EXERCISE REQUIREMENTS:
In the listing below, print exactly the lines from the first through the one that contains "change refers to.".

DATA EXTRACTS:
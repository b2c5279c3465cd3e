//! Change records exchanged between replicas.

use std::fmt;
use std::str::FromStr;

use serde::{Deserialize, Serialize};

use crate::error::{Error, Result};
use crate::models::{Folder, MediaItem, Note};

/// Kind of entity a change refers to.
#[derive(Debug, Clone, Copy, PartialEq, Eq, Hash, PartialOrd, Ord, Serialize, Deserialize)]
#[serde(rename_all = "snake_case")]
pub enum EntityKind {
    Note,
    Folder,
    Media,
}

impl EntityKind {
    pub const ALL: [Self; 3] = [Self::Folder, Self::Note, Self::Media];

    pub const fn as_str(self) -> &'static str {
        match self {
            Self::Note => "note",
            Self::Folder => "folder",
            Self::Media => "media",
        }
    }
}

impl fmt::Display for EntityKind {
    fn fmt(&self, f: &mut fmt::Formatter<'_>) -> fmt::Result {
        f.write_str(self.as_str())
    }
}

impl FromStr for EntityKind {
    type Err = Error;

    fn from_str(s: &str) -> Result<Self> {
        match s.trim().to_ascii_lowercase().as_str() {
            "note" => Ok(Self::Note),
            "folder" => Ok(Self::Folder),
            "media" => Ok(Self::Media),
            other => Err(Error::InvalidInput(format!("Unknown entity kind: {other}"))),
        }
    }
}

/// Kind of mutation a change describes.
#[derive(Debug, Clone, Copy, PartialEq, Eq, Hash, Serialize, Deserialize)]
#[serde(rename_all = "snake_case")]
pub enum ChangeKind {
    Created,
    Updated,
    Deleted,
}

impl ChangeKind {
    pub const fn is_deletion(self) -> bool {
        matches!(self, Self::Deleted)
    }

    pub const fn as_str(self) -> &'static str {
        match self {
            Self::Created => "created",
            Self::Updated => "updated",
            Self::Deleted => "deleted",
        }
    }
}

impl fmt::Display for ChangeKind {
    fn fmt(&self, f: &mut fmt::Formatter<'_>) -> fmt::Result {
        f.write_str(self.as_str())
    }
}

/// Entity snapshot carried by created/updated records.
#[derive(Debug, Clone, PartialEq, Eq, Serialize, Deserialize)]
#[serde(tag = "kind", rename_all = "snake_case")]
pub enum ChangePayload {
    Note(Note),
    Folder(Folder),
    Media {
        item: MediaItem,
        /// Media content; travels base64 encoded in serialized form.
        #[serde(
            default,
            with = "blob_base64",
            skip_serializing_if = "Option::is_none"
        )]
        blob: Option<Vec<u8>>,
    },
}

impl ChangePayload {
    pub const fn entity_kind(&self) -> EntityKind {
        match self {
            Self::Note(_) => EntityKind::Note,
            Self::Folder(_) => EntityKind::Folder,
            Self::Media { .. } => EntityKind::Media,
        }
    }

    pub fn entity_id(&self) -> String {
        match self {
            Self::Note(note) => note.id.as_str(),
            Self::Folder(folder) => folder.id.as_str(),
            Self::Media { item, .. } => item.id.as_str(),
        }
    }

    pub const fn created_at(&self) -> i64 {
        match self {
            Self::Note(note) => note.created_at,
            Self::Folder(folder) => folder.created_at,
            Self::Media { item, .. } => item.created_at,
        }
    }

    pub const fn updated_at(&self) -> i64 {
        match self {
            Self::Note(note) => note.updated_at,
            Self::Folder(folder) => folder.updated_at,
            Self::Media { item, .. } => item.updated_at,
        }
    }

    pub fn blob(&self) -> Option<&[u8]> {
        match self {
            Self::Media { blob, .. } => blob.as_deref(),
            Self::Note(_) | Self::Folder(_) => None,
        }
    }
}

/// Identity of the entity a change touches: `(entity_kind, id)`.
#[derive(Debug, Clone, PartialEq, Eq, Hash, PartialOrd, Ord, Serialize, Deserialize)]
pub struct ChangeKey {
    pub entity_kind: EntityKind,
    pub id: String,
}

impl fmt::Display for ChangeKey {
    fn fmt(&self, f: &mut fmt::Formatter<'_>) -> fmt::Result {
        write!(f, "{}:{}", self.entity_kind, self.id)
    }
}

/// One entity mutation.
///
/// Records are immutable once built. Deleted records never carry a payload;
/// created and updated records always carry one whose kind and id match the
/// record. Deserialization enforces the same rules.
#[derive(Debug, Clone, PartialEq, Eq, Serialize, Deserialize)]
#[serde(try_from = "RawChangeRecord")]
pub struct ChangeRecord {
    id: String,
    entity_kind: EntityKind,
    change_kind: ChangeKind,
    timestamp: i64,
    #[serde(default, skip_serializing_if = "Option::is_none")]
    payload: Option<ChangePayload>,
}

impl ChangeRecord {
    /// A record for a newly created entity.
    pub fn created(payload: ChangePayload, timestamp: i64) -> Self {
        Self::with_payload(ChangeKind::Created, payload, timestamp)
    }

    /// A record for an entity modified after creation.
    pub fn updated(payload: ChangePayload, timestamp: i64) -> Self {
        Self::with_payload(ChangeKind::Updated, payload, timestamp)
    }

    /// A deletion record; carries no payload.
    pub fn deleted(entity_kind: EntityKind, id: impl Into<String>, timestamp: i64) -> Self {
        Self {
            id: id.into(),
            entity_kind,
            change_kind: ChangeKind::Deleted,
            timestamp,
            payload: None,
        }
    }

    fn with_payload(change_kind: ChangeKind, payload: ChangePayload, timestamp: i64) -> Self {
        Self {
            id: payload.entity_id(),
            entity_kind: payload.entity_kind(),
            change_kind,
            timestamp,
            payload: Some(payload),
        }
    }

    pub fn id(&self) -> &str {
        &self.id
    }

    pub const fn entity_kind(&self) -> EntityKind {
        self.entity_kind
    }

    pub const fn change_kind(&self) -> ChangeKind {
        self.change_kind
    }

    pub const fn timestamp(&self) -> i64 {
        self.timestamp
    }

    pub const fn payload(&self) -> Option<&ChangePayload> {
        self.payload.as_ref()
    }

    pub const fn is_deletion(&self) -> bool {
        self.change_kind.is_deletion()
    }

    pub fn key(&self) -> ChangeKey {
        ChangeKey {
            entity_kind: self.entity_kind,
            id: self.id.clone(),
        }
    }

    /// Media content attached to this record, if any.
    pub fn blob(&self) -> Option<&[u8]> {
        self.payload.as_ref().and_then(ChangePayload::blob)
    }

    /// Copy of this record with any media content stripped.
    #[must_use]
    pub fn without_blob(&self) -> Self {
        let mut record = self.clone();
        if let Some(ChangePayload::Media { blob, .. }) = record.payload.as_mut() {
            *blob = None;
        }
        record
    }

    /// Attach media content. No effect on non-media records.
    #[must_use]
    pub fn with_blob(mut self, bytes: Vec<u8>) -> Self {
        if let Some(ChangePayload::Media { blob, .. }) = self.payload.as_mut() {
            *blob = Some(bytes);
        }
        self
    }
}

#[derive(Deserialize)]
struct RawChangeRecord {
    id: String,
    entity_kind: EntityKind,
    change_kind: ChangeKind,
    timestamp: i64,
    #[serde(default)]
    payload: Option<ChangePayload>,
}

impl TryFrom<RawChangeRecord> for ChangeRecord {
    type Error = Error;

    fn try_from(raw: RawChangeRecord) -> Result<Self> {
        if raw.id.trim().is_empty() {
            return Err(Error::InvalidInput("change record id is empty".to_string()));
        }

        match (raw.change_kind, raw.payload) {
            (ChangeKind::Deleted, Some(_)) => Err(Error::InvalidInput(format!(
                "deleted record {} must not carry a payload",
                raw.id
            ))),
            (ChangeKind::Deleted, None) => {
                Ok(Self::deleted(raw.entity_kind, raw.id, raw.timestamp))
            }
            (kind, None) => Err(Error::InvalidInput(format!(
                "{kind} record {} is missing its payload",
                raw.id
            ))),
            (kind, Some(payload)) => {
                if payload.entity_kind() != raw.entity_kind {
                    return Err(Error::InvalidInput(format!(
                        "record {} declares {} but carries a {} payload",
                        raw.id,
                        raw.entity_kind,
                        payload.entity_kind()
                    )));
                }
                if payload.entity_id() != raw.id {
                    return Err(Error::InvalidInput(format!(
                        "record {} carries payload for {}",
                        raw.id,
                        payload.entity_id()
                    )));
                }
                Ok(Self::with_payload(kind, payload, raw.timestamp))
            }
        }
    }
}

/// Marker kept after an entity is removed from primary storage.
#[derive(Debug, Clone, PartialEq, Eq, Serialize, Deserialize)]
pub struct Tombstone {
    pub entity_kind: EntityKind,
    pub id: String,
    pub deleted_at: i64,
}

impl Tombstone {
    pub fn into_record(self) -> ChangeRecord {
        ChangeRecord::deleted(self.entity_kind, self.id, self.deleted_at)
    }
}

mod blob_base64 {
    use base64::engine::general_purpose::STANDARD;
    use base64::Engine as _;
    use serde::{Deserialize, Deserializer, Serializer};

    #[allow(clippy::ref_option)]
    pub fn serialize<S: Serializer>(
        blob: &Option<Vec<u8>>,
        serializer: S,
    ) -> Result<S::Ok, S::Error> {
        match blob {
            Some(bytes) => serializer.serialize_some(&STANDARD.encode(bytes)),
            None => serializer.serialize_none(),
        }
    }

    pub fn deserialize<'de, D: Deserializer<'de>>(
        deserializer: D,
    ) -> Result<Option<Vec<u8>>, D::Error> {
        Option::<String>::deserialize(deserializer)?
            .map(|encoded| STANDARD.decode(encoded).map_err(serde::de::Error::custom))
            .transpose()
    }
}

#[cfg(test)]
mod tests {
    use super::*;
    use pretty_assertions::assert_eq;

    #[test]
    fn created_record_takes_identity_from_payload() {
        let note = Note::new("Title", "Body");
        let record = ChangeRecord::created(ChangePayload::Note(note.clone()), 10);

        assert_eq!(record.id(), note.id.as_str());
        assert_eq!(record.entity_kind(), EntityKind::Note);
        assert_eq!(record.change_kind(), ChangeKind::Created);
        assert!(!record.is_deletion());
    }

    #[test]
    fn deleted_record_has_no_payload() {
        let record = ChangeRecord::deleted(EntityKind::Folder, "abc", 5);
        assert!(record.payload().is_none());
        assert!(record.is_deletion());
        assert_eq!(record.key().to_string(), "folder:abc");
    }

    #[test]
    fn media_blob_survives_json_roundtrip() {
        let item = MediaItem::new("photo.png", "image/png", 4).unwrap();
        let record = ChangeRecord::updated(
            ChangePayload::Media {
                item,
                blob: Some(vec![0, 159, 146, 150]),
            },
            42,
        );

        let json = serde_json::to_string(&record).unwrap();
        let decoded: ChangeRecord = serde_json::from_str(&json).unwrap();
        assert_eq!(decoded, record);
        assert_eq!(decoded.blob(), Some(&[0, 159, 146, 150][..]));
    }

    #[test]
    fn without_blob_strips_only_content() {
        let item = MediaItem::new("a.bin", "", 1).unwrap();
        let record = ChangeRecord::created(
            ChangePayload::Media {
                item: item.clone(),
                blob: Some(vec![1]),
            },
            1,
        );

        let stripped = record.without_blob();
        assert_eq!(stripped.blob(), None);
        assert_eq!(stripped.id(), item.id.as_str());
        assert_eq!(stripped.with_blob(vec![1]), record);
    }

    #[test]
    fn deserialize_rejects_deleted_record_with_payload() {
        let note = Note::new("x", "y");
        let json = serde_json::json!({
            "id": note.id.as_str(),
            "entity_kind": "note",
            "change_kind": "deleted",
            "timestamp": 1,
            "payload": { "kind": "note", "id": note.id, "title": "x", "content": "y",
                         "created_at": 1, "updated_at": 1 }
        });

        let error = serde_json::from_value::<ChangeRecord>(json).unwrap_err();
        assert!(error.to_string().contains("must not carry a payload"));
    }

    #[test]
    fn deserialize_rejects_mismatched_payload_kind() {
        let folder = Folder::new("Inbox");
        let json = serde_json::json!({
            "id": folder.id.as_str(),
            "entity_kind": "note",
            "change_kind": "updated",
            "timestamp": 1,
            "payload": { "kind": "folder", "id": folder.id, "name": "Inbox",
                         "created_at": 1, "updated_at": 1 }
        });

        assert!(serde_json::from_value::<ChangeRecord>(json).is_err());
    }

    #[test]
    fn deserialize_rejects_update_without_payload() {
        let json = serde_json::json!({
            "id": "n1",
            "entity_kind": "note",
            "change_kind": "updated",
            "timestamp": 1
        });

        assert!(serde_json::from_value::<ChangeRecord>(json).is_err());
    }

    #[test]
    fn entity_kind_parses_case_insensitively() {
        assert_eq!("Media".parse::<EntityKind>().unwrap(), EntityKind::Media);
        assert!("tag".parse::<EntityKind>().is_err());
    }
}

ANSWER BELOW:
repository b2c5279c3465cd3e
//! Change records exchanged between replicas.

use std::fmt;
use std::str::FromStr;

use serde::{Deserialize, Serialize};

use crate::error::{Error, Result};
use crate::models::{Folder, MediaItem, Note};

/// Kind of entity a change refers to.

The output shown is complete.